A partial F-test is used to determine whether or not there is a statistically significant difference between a regression model and some nested version of the same model.
A nested model is simply one that contains a subset of the predictor variables in the overall regression model.
For example, suppose we have the following regression model with four predictor variables:
Y = β0 + β1x1 + β2x2 + β3x3 + β4x4 + ε
One example of a nested model would be the following model with only two of the original predictor variables:
Y = β0 + β1x1 + β2x2 + ε
To determine if these two models are significantly different, we can perform a partial F-test.
Partial F-Test: The Basics
A partial F-test calculates the following F test-statistic:
F = ((RSSreduced – RSSfull)/p) / (RSSfull/n-k)
- RSSreduced: The residual sum of squares of the reduced (i.e. “nested”) model.
- RSSfull: The residual sum of squares of the full model.
- p: The number of predictors removed from the full model.
- n: The total observations in the dataset.
- k: The number of coefficients (including the intercept) in the full model.
Note that the residual sum of squares will always be smaller for the full model since adding predictors will always lead to some reduction in error.
Thus, a partial F-test essentially tests whether the group of predictors that you removed from the full model are actually useful and need to be included in the full model.
This test uses the following null and alternative hypotheses:
H0: All coefficients removed from the full model are zero.
HA: At least one of the coefficients removed from the full model is non-zero.
If the p-value corresponding to the F test-statistic is below a certain significance level (e.g. 0.05), then we can reject the null hypothesis and conclude that at least one of the coefficients removed from the full model is significant.
Partial F-Test: An Example
In practice, we use the following steps to perform a partial F-test:
1. Fit the full regression model and calculate RSSfull.
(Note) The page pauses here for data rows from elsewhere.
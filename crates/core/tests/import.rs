use chrono::{NaiveDate, NaiveDateTime};
use metainsights_core::ui::testing::RecordingUi;
use metainsights_core::{
    create_insights_sheet, extract_series, find_marker_row, load_raw_export, run_import,
    CellPosition, ImportConfig, ImportContext, ImportOutcome, InsightsError, Metric, Platform,
    PlatformReport, ReconcileSummary, SectionEnd,
};
use metainsights_sheet::{Book, CellValue, Sheet};
use tempfile::tempdir;

const REACH: usize = 3;
const LIKES: usize = 4;
const FOLLOWERS: usize = 5;

fn day(d: u32) -> NaiveDateTime {
    NaiveDate::from_ymd_opt(2024, 1, d)
        .unwrap()
        .and_hms_opt(0, 0, 0)
        .unwrap()
}

/// Raw reach sheet: Facebook marker at row 5, data rows 7-10, Instagram
/// marker at row 13 with two data rows.
fn reach_export() -> Sheet {
    let mut sheet = Sheet::new();
    sheet.set(0, 0, "Exportado do Meta Business Suite");
    sheet.set(4, 0, "Alcance no Facebook");
    sheet.set(5, 0, "Data");
    sheet.set(5, 1, "Primary");
    for (i, value) in ["120", "130", "140", "150"].iter().enumerate() {
        sheet.set(6 + i, 0, day(i as u32 + 1));
        sheet.set(6 + i, 1, *value);
    }
    sheet.set(12, 0, "Alcance do Instagram");
    sheet.set(13, 0, "Data");
    sheet.set(13, 1, "Primary");
    sheet.set(14, 0, day(1));
    sheet.set(14, 1, "80");
    sheet.set(15, 0, day(2));
    sheet.set(15, 1, "85");
    sheet
}

/// Tracking sheet with only the header row.
fn empty_tracking_sheet() -> Sheet {
    Sheet::from_data(vec![vec![
        "Nº do Mês",
        "Mês",
        "Data",
        "Alcance",
        "Curtidas",
        "Seguidores",
    ]])
}

fn book_with(source: &str, raw: Sheet) -> Book {
    let mut book = Book::new();
    book.add_sheet(source, raw).unwrap();
    book.add_sheet("Facebook Insights", empty_tracking_sheet())
        .unwrap();
    book.add_sheet("Instagram Insights", empty_tracking_sheet())
        .unwrap();
    book
}

fn import(book: &mut Book, ui: &mut RecordingUi, metric: Metric) -> ImportOutcome {
    let config = ImportConfig::default();
    let mut ctx = ImportContext::new(book, ui, &config);
    run_import(&mut ctx, metric).unwrap()
}

// ===== Full imports =====

#[test]
fn test_reach_import_into_empty_tracking_sheets() {
    let mut book = book_with("Alcance", reach_export());
    let mut ui = RecordingUi::confirming();

    let outcome = import(&mut book, &mut ui, Metric::Reach);

    assert_eq!(
        outcome,
        ImportOutcome::Done {
            source_missing: false,
            platforms: vec![
                PlatformReport {
                    platform: Platform::Facebook,
                    summary: ReconcileSummary { updated: 0, appended: 4 },
                },
                PlatformReport {
                    platform: Platform::Instagram,
                    summary: ReconcileSummary { updated: 0, appended: 2 },
                },
            ],
        }
    );

    let facebook = book.get_sheet("Facebook Insights").unwrap();
    assert_eq!(facebook.row_count(), 5);
    for (i, value) in ["120", "130", "140", "150"].iter().enumerate() {
        assert_eq!(facebook.cell(1 + i, 2).as_datetime(), Some(day(i as u32 + 1)));
        assert_eq!(facebook.cell(1 + i, REACH), &CellValue::from(*value));
        assert!(facebook.cell(1 + i, LIKES).is_blank());
    }

    let instagram = book.get_sheet("Instagram Insights").unwrap();
    assert_eq!(instagram.row_count(), 3);
    assert_eq!(instagram.cell(2, REACH), &CellValue::from("85"));

    assert_eq!(ui.confirmations, vec!["Importar Alcance".to_string()]);
    assert_eq!(
        ui.toasts,
        vec![
            "Importando dados de Alcance no Facebook.",
            "Importando dados de Alcance do Instagram.",
            "Inserindo dados do Facebook... Aguarde a confirmação de conclusão.",
            "Informações do Facebook inseridas com sucesso.",
            "Inserindo dados do Instagram... Aguarde a confirmação de conclusão.",
            "Informações do Instagram inseridas com sucesso.",
        ]
    );
    assert!(ui.alerts.is_empty());
}

#[test]
fn test_import_updates_created_year_sheet() {
    let mut raw = Sheet::new();
    raw.set(0, 0, "Seguidores");
    raw.set(2, 0, day(3));
    raw.set(2, 1, 4);
    raw.set(5, 0, "Seguidos no Instagram");
    raw.set(7, 0, day(3));
    raw.set(7, 1, 9);

    let mut book = Book::new();
    book.add_sheet("Seguidores", raw).unwrap();
    let config = ImportConfig::default();
    let mut ui = RecordingUi::confirming();
    let mut ctx = ImportContext::new(&mut book, &mut ui, &config);
    create_insights_sheet(&mut ctx, Platform::Facebook, 2024).unwrap();
    create_insights_sheet(&mut ctx, Platform::Instagram, 2024).unwrap();

    let outcome = run_import(&mut ctx, Metric::Followers).unwrap();
    assert_eq!(outcome.records_written(), 2);

    let facebook = book.get_sheet("Facebook Insights").unwrap();
    assert_eq!(facebook.row_count(), 367);
    assert_eq!(facebook.cell(3, FOLLOWERS), &CellValue::Int(4));
    assert_eq!(
        book.get_sheet("Instagram Insights").unwrap().cell(3, FOLLOWERS),
        &CellValue::Int(9)
    );
}

#[test]
fn test_metrics_share_rows() {
    let mut book = book_with("Alcance", reach_export());
    let mut visits = Sheet::new();
    visits.set(0, 0, "Visitas ao Facebook");
    visits.set(2, 0, day(2));
    visits.set(2, 1, 33);
    visits.set(3, 0, day(8));
    visits.set(3, 1, 34);
    book.add_sheet("Visitas", visits).unwrap();
    let mut ui = RecordingUi::confirming();

    import(&mut book, &mut ui, Metric::Reach);
    let outcome = import(&mut book, &mut ui, Metric::Likes);

    assert_eq!(
        outcome,
        ImportOutcome::Done {
            source_missing: false,
            platforms: vec![PlatformReport {
                platform: Platform::Facebook,
                summary: ReconcileSummary { updated: 1, appended: 1 },
            }],
        }
    );
    let facebook = book.get_sheet("Facebook Insights").unwrap();
    assert_eq!(facebook.cell(2, REACH), &CellValue::from("130"));
    assert_eq!(facebook.cell(2, LIKES), &CellValue::Int(33));
    assert_eq!(facebook.cell(5, 2).as_datetime(), Some(day(8)));
    assert!(facebook.cell(5, REACH).is_blank());
}

#[test]
fn test_reimport_is_idempotent() {
    let mut book = book_with("Alcance", reach_export());
    let mut ui = RecordingUi::confirming();

    import(&mut book, &mut ui, Metric::Reach);
    let after_first = book.get_sheet("Facebook Insights").unwrap().clone();
    let outcome = import(&mut book, &mut ui, Metric::Reach);

    assert_eq!(book.get_sheet("Facebook Insights").unwrap(), &after_first);
    assert_eq!(outcome.records_written(), 6);
}

// ===== Skipped and aborted runs =====

#[test]
fn test_missing_instagram_marker_skips_platform() {
    let mut raw = reach_export();
    raw.data_mut().truncate(12);
    let mut book = book_with("Alcance", raw);
    let mut ui = RecordingUi::confirming();

    let outcome = import(&mut book, &mut ui, Metric::Reach);

    let ImportOutcome::Done { platforms, .. } = outcome else {
        panic!("expected a finished import");
    };
    assert_eq!(platforms.len(), 1);
    assert_eq!(platforms[0].platform, Platform::Facebook);
    assert_eq!(book.get_sheet("Instagram Insights").unwrap().row_count(), 1);
    assert!(ui.toasts.iter().all(|t| !t.contains("Instagram")));
}

#[test]
fn test_cancel_writes_nothing() {
    let mut book = book_with("Alcance", reach_export());
    let mut ui = RecordingUi::cancelling();

    let outcome = import(&mut book, &mut ui, Metric::Reach);

    assert_eq!(outcome, ImportOutcome::Cancelled);
    assert_eq!(outcome.records_written(), 0);
    assert_eq!(book.get_sheet("Facebook Insights").unwrap().row_count(), 1);
    assert_eq!(
        ui.alerts,
        vec![("Ação cancelada".to_string(), "Nada foi feito.".to_string())]
    );
    assert!(ui.toasts.is_empty());
}

#[test]
fn test_missing_source_sheet_alerts_and_continues() {
    let mut book = book_with("Alcance", reach_export());
    let mut ui = RecordingUi::confirming();

    let outcome = import(&mut book, &mut ui, Metric::Followers);

    assert_eq!(
        outcome,
        ImportOutcome::Done {
            source_missing: true,
            platforms: Vec::new(),
        }
    );
    assert_eq!(ui.alerts.len(), 1);
    assert_eq!(ui.alerts[0].0, "⚠️ Planilha não encontrada");
    assert!(ui.alerts[0].1.contains("\"Seguidores\""));
    assert!(ui.toasts.is_empty());
}

#[test]
fn test_missing_destination_sheet_fails() {
    let mut book = Book::new();
    book.add_sheet("Alcance", reach_export()).unwrap();
    book.add_sheet("Facebook Insights", empty_tracking_sheet())
        .unwrap();
    let config = ImportConfig::default();
    let mut ui = RecordingUi::confirming();
    let mut ctx = ImportContext::new(&mut book, &mut ui, &config);

    let result = run_import(&mut ctx, Metric::Reach);

    assert!(matches!(
        result,
        Err(InsightsError::DestinationMissing { ref name }) if name == "Instagram Insights"
    ));
    // Facebook was written before the failure
    assert_eq!(book.get_sheet("Facebook Insights").unwrap().row_count(), 5);
}

#[test]
fn test_config_overrides_markers_and_column() {
    let mut raw = Sheet::new();
    raw.set(0, 0, "Reach on Facebook");
    raw.set(2, 0, day(1));
    raw.set(2, 1, 5);
    let mut book = book_with("Reach", raw);

    let config = ImportConfig::from_yaml_str(
        "reach:\n  source_sheet: Reach\n  facebook_marker: Reach on Facebook\n  dest_column: F\n",
    )
    .unwrap();
    let mut ui = RecordingUi::confirming();
    let mut ctx = ImportContext::new(&mut book, &mut ui, &config);
    run_import(&mut ctx, Metric::Reach).unwrap();

    let facebook = book.get_sheet("Facebook Insights").unwrap();
    assert_eq!(facebook.cell(1, FOLLOWERS), &CellValue::Int(5));
    assert!(facebook.cell(1, REACH).is_blank());
}

// ===== Files =====

#[test]
fn test_csv_export_to_xlsx_book() {
    let dir = tempdir().unwrap();
    let raw_path = dir.path().join("alcance.csv");
    std::fs::write(
        &raw_path,
        "sep=,\n\
         \"Alcance no Facebook\"\n\
         \"Data\",\"Primary\"\n\
         \"2024-01-01T00:00:00\",\"120\"\n\
         \"2024-01-02T00:00:00\",\"130\"\n\
         \n\
         \n\
         \"Alcance do Instagram\"\n\
         \"Data\",\"Primary\"\n\
         \"2024-01-02T00:00:00\",\"80\"\n",
    )
    .unwrap();
    let book_path = dir.path().join("insights.xlsx");

    let config = ImportConfig::default();
    let mut book = Book::new();
    let mut ui = RecordingUi::confirming();
    load_raw_export(&mut book, &config, Metric::Reach, &raw_path).unwrap();
    let mut ctx = ImportContext::new(&mut book, &mut ui, &config);
    create_insights_sheet(&mut ctx, Platform::Facebook, 2024).unwrap();
    create_insights_sheet(&mut ctx, Platform::Instagram, 2024).unwrap();
    run_import(&mut ctx, Metric::Reach).unwrap();
    book.save(&book_path).unwrap();

    let loaded = Book::load(&book_path).unwrap();
    let facebook = loaded.get_sheet("Facebook Insights").unwrap();
    assert_eq!(facebook.cell(1, 2).as_datetime(), Some(day(1)));
    assert_eq!(facebook.cell(1, REACH).as_int(), Some(120));
    assert_eq!(facebook.cell(2, REACH).as_int(), Some(130));
    assert_eq!(facebook.cell(1, 0), &CellValue::formula("=MONTH(C2)"));
    let instagram = loaded.get_sheet("Instagram Insights").unwrap();
    assert!(instagram.cell(1, REACH).is_blank());
    assert_eq!(instagram.cell(2, REACH).as_int(), Some(80));
}

/// The reach export of `reach_export` as a CSV upload, with the given line ending.
fn reach_export_csv(eol: &str) -> String {
    [
        "Exportado do Meta Business Suite",
        "",
        "",
        "",
        "Alcance no Facebook",
        "Data,Primary",
        "2024-01-01T00:00:00,\"120\"",
        "2024-01-02T00:00:00,\"130\"",
        "2024-01-03T00:00:00,\"140\"",
        "2024-01-04T00:00:00,\"150\"",
        "",
        "",
        "Alcance do Instagram",
        "Data,Primary",
        "2024-01-01T00:00:00,\"80\"",
    ]
    .join(eol)
}

#[test]
fn test_csv_upload_keeps_section_rows() {
    for eol in ["\n", "\r\n"] {
        let dir = tempdir().unwrap();
        let raw_path = dir.path().join("alcance.csv");
        std::fs::write(&raw_path, reach_export_csv(eol)).unwrap();

        let config = ImportConfig::default();
        let mut book = Book::new();
        load_raw_export(&mut book, &config, Metric::Reach, &raw_path).unwrap();
        let raw = book.get_sheet("Alcance").unwrap();

        assert_eq!(
            find_marker_row(raw, "A:A", "Alcance no Facebook").unwrap(),
            Some(5),
            "{eol:?}"
        );
        assert_eq!(
            find_marker_row(raw, "A:A", "Alcance do Instagram").unwrap(),
            Some(13),
            "{eol:?}"
        );

        let facebook = extract_series(
            raw,
            "Alcance no Facebook",
            SectionEnd::NextMarker("Alcance do Instagram"),
        )
        .unwrap()
        .unwrap();
        let pairs: Vec<_> = facebook
            .iter()
            .map(|record| (record.date, record.value.as_int()))
            .collect();
        assert_eq!(
            pairs,
            vec![
                (day(1), Some(120)),
                (day(2), Some(130)),
                (day(3), Some(140)),
                (day(4), Some(150)),
            ],
            "{eol:?}"
        );
    }
}

#[test]
fn test_raw_export_replaces_previous_upload() {
    let dir = tempdir().unwrap();
    let raw_path = dir.path().join("seguidores.csv");
    std::fs::write(&raw_path, "Seguidores\nData,Primary\n2024-01-05,3\n").unwrap();

    let config = ImportConfig::default();
    let mut book = Book::new();
    book.add_sheet("Seguidores", Sheet::from_data(vec![vec!["velho"]]))
        .unwrap();
    load_raw_export(&mut book, &config, Metric::Followers, &raw_path).unwrap();

    let raw = book.get_sheet("Seguidores").unwrap();
    assert_eq!(raw.name(), "Seguidores");
    assert_eq!(
        metainsights_core::find_marker(raw, "Seguidores"),
        Some(CellPosition { row: 1, column: 1 })
    );
    assert_eq!(raw.cell(2, 0).as_datetime(), Some(day(5)));
}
2. Fit the nested regression model and calculate RSSreduced.
3. Perform an ANOVA to compare the full and reduced model, which will produce the F test-statistic needed to compare the models.
For example, the following code shows how to fit the following two regression models in R using data from the built-in mtcars dataset:
Full model: mpg = β0 + β1disp + β2carb + β3hp + β4cyl
Reduced model: mpg = β0 + β1disp + β2carb
#fit full model model_full <- lm(mpg ~ disp + carb + hp + cyl, data = mtcars) #fit reduced model model_reduced <- lm(mpg ~ disp + carb, data = mtcars) #perform ANOVA to test for differences in models anova(model_reduced, model_full) Analysis of Variance Table Model 1: mpg ~ disp + carb Model 2: mpg ~ disp + carb + hp + cyl Res.Df RSS Df Sum of Sq F Pr(>F) 1 29 254.82 2 27 238.71 2 16.113 0.9113 0.414
From the output we can see that the F test-statistic from the ANOVA is 0.9113 and the corresponding p-value is 0.414.
Since this p-value is not less than .05, we will fail to reject the null hypothesis. This means we don’t have sufficient evidence to say that either of the predictor variables hp or cyl are statistically significant.
In other words, adding hp and cyl to the regression model do not significantly improve the fit of the model.